[Opening DATA section]

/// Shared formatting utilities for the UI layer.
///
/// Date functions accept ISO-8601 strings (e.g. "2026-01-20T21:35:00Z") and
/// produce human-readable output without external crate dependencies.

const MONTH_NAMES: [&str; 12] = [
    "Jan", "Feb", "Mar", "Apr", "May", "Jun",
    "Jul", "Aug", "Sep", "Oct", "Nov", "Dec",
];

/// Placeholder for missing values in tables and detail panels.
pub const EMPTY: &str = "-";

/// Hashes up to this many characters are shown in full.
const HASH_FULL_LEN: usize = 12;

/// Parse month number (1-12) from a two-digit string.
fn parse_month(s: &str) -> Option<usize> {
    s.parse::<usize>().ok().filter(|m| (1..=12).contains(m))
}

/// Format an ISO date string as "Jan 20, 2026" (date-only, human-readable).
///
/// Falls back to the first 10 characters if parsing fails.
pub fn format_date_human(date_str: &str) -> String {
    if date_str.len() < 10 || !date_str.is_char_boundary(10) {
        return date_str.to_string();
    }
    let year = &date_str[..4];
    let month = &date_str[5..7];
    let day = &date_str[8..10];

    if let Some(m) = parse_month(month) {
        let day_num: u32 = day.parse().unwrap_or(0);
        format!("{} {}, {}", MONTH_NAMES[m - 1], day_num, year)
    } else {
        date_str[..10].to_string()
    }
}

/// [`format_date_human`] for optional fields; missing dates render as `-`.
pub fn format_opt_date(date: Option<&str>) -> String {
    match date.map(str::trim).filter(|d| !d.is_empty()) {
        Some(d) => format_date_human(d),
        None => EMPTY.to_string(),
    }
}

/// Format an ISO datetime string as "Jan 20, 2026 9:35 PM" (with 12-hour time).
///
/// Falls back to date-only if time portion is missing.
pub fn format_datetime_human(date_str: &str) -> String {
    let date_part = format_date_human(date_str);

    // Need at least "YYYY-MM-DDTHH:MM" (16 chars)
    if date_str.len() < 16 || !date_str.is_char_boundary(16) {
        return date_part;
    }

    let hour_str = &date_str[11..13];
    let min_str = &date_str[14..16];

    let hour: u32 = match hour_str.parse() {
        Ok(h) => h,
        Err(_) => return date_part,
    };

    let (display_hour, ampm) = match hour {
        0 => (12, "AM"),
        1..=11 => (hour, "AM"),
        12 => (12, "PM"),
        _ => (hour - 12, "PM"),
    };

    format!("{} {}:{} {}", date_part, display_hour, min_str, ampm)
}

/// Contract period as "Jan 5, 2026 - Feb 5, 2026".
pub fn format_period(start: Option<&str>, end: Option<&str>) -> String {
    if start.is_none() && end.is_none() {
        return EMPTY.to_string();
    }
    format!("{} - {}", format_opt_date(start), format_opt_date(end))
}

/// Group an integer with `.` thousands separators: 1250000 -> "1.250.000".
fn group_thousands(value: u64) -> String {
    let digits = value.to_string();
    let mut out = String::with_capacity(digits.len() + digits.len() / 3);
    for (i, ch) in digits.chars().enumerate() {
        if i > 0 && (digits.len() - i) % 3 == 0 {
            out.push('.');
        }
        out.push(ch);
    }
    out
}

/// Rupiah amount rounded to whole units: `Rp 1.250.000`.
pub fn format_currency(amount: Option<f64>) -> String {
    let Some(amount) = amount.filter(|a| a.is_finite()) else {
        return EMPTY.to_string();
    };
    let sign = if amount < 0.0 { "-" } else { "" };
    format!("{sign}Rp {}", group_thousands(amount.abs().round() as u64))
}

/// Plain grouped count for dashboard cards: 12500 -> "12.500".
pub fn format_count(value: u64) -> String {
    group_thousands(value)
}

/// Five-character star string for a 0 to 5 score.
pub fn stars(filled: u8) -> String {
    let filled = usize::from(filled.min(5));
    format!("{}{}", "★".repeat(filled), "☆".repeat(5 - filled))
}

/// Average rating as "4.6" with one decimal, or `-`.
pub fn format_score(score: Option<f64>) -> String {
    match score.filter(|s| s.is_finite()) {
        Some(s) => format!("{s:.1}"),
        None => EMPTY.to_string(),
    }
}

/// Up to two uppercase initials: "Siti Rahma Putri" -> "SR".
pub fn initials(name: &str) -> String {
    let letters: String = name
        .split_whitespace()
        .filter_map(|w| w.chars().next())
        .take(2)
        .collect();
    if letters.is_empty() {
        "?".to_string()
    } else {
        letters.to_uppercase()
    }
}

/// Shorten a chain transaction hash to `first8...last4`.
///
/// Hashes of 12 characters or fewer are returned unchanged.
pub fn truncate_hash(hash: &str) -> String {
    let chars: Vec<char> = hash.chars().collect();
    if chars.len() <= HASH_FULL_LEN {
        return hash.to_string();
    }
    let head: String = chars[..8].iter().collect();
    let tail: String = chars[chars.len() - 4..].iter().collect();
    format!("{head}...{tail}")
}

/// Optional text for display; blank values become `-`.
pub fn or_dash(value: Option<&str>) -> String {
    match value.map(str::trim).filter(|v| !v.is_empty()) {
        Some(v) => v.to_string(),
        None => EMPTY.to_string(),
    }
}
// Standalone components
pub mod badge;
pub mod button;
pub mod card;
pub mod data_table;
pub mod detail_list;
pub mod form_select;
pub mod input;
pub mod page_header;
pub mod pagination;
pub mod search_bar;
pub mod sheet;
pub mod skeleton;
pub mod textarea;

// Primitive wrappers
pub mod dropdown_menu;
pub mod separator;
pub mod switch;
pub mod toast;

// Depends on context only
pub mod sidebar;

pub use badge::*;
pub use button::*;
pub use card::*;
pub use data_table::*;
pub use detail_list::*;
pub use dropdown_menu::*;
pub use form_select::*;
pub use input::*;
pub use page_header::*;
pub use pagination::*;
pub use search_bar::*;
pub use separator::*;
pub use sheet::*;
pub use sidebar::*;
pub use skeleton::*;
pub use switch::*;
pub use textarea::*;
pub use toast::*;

[Closing DATA section]

» WHAT THIS TASK INVOLVES:
Which lines above contain the word "from"? List them.

» SOLVED EXERCISE:
/// Parse month number (1-12) from a two-digit string.
    let filled = usize::from(filled.min(5));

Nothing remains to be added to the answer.